Revving Up Moore's Law

Tom Conte likes cars. He gets paid to talk about computers. Problem is, people tend to be more mystified by computers than by cars. So Conte puts the two together and uses cars (and things related to them) to explain computers. He does this a lot.

"For instance, I’ve compared pipelining and parallelism to multi-lane highways, and I’ve compared computer architecture to designing efficient interchanges,” says Conte, professor of computer science. “You use different cars for different purposes, just like computers.

“People,” he concedes, “get sick of my car analogies.”

Tom Conte
 

Or maybe they just recognize passion when they see it—much like the drive and energy toward computers that has propelled Conte intellectually since his teenage days in Delaware, when “computer room” were still novelties in American high schools. Programming came naturally to Conte, who likened their intellectual tidiness to geometry proofs.

“It fired some neurons,” he says.

A few years later Conte was about to finish his bachelor’s in electrical engineering from the University of Delaware, and he was looking around for graduate schools where he could build computers. At the University of Illinois, he met Ed Davidson. Working for Davidson, Tom found that the design for a newsupercomputer had a fundamental flaw; its processor-to-memory interconnect—the multi-lane highway between the memory and the CPUs—would not take six CPU cycles, as they thought. Conte found out it would take more like 11,000 cycles.

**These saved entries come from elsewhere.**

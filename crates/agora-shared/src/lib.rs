//! Wire types shared by the Agora chat crates.

pub mod constants;
pub mod error;
pub mod protocol;
pub mod types;

pub use error::ProtocolError;
pub use protocol::{InboundEnvelope, OutboundEnvelope};
pub use types::{ChatId, ConnectionState, Message, MessageId, RosterUser, UserId};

In 1992, armed with a brand-new Ph.D. from Illinois, Conte sent out more than 70 job applications, which resulted in a grand total of three interviews and two job offers. Luckily, one of those offers was from the University of South Carolina, which may not have boasted a Top 10 computer science program but did share its locale with one Ms. Catherine Linder, who soon thereafter was set up with Conte on a blind date. The two were married in March of 1994.

Tom Conte

Students may sometimes groan, but Professor Tom Conte of Computer Science gets a lot of mileage out of his car analogies when teaching computer architecture.

 

It was in Conte’s next job, at North Carolina State University, where his career really hit its stride. “N.C. State was a natural choice; I looked for an engineering university in the South that had ties to industry,” says Conte, who joined the school’s electrical and computer engineering faculty in 1995. “They had a new department head, who trusted me as an assistant professor to set the vision for how we should grow computer engineering. We recruited [new Ph.D. graduates] from the top schools, and I’m proud to say [N.C. State’s] computer architecture program is one of the top programs around the country.”

Recruited in 2008 to lead Georgia Tech’s computer architecture group, Conte hopes to accomplish something similar in Atlanta in the field of manycore computing. Conte envisions a future of computation in which single chips carry thousands of processing cores, enabling speeds that vastly surpass current capabilities. The key to building one of these machines, he says, is to tap the ideas and know-how of several disciplines. And that’s why he chose to come further south.

“Georgia Tech has all the ingredients,” says Conte, recently elected to the IEEE Computer Society’s Board of Governors, as well as named editor in chief of the Association for Computing Machinery’s Transactions on Architecture and Code Optimization. “We have a top computer science department, and a top electrical engineering department. I view this as yet another opportunity to do what I love, which is to build computers.”

And talk about cars. And do woodworking and photography. And collect vintage calculators and watches. (“I have too many hobbies,” Conte says.) He is fascinated, he says, by purely mechanical methods of keeping time, by watches and clocks built solely of gears that can stay accurate to within a second a week. Though he carries the title of computer scientist, Conte is at least as much an engineer, something that comes both from personal proclivity and professional training.

“I do an inordinate amount of industry-funded research—you have to, in computer architecture,” he says. “It keeps you practical and grounded in real problems. People ask me about computer architecture: ‘Is it how you build transistors?’ No, I tell them, it’s about how you organize the system. Just like a highway engineer.”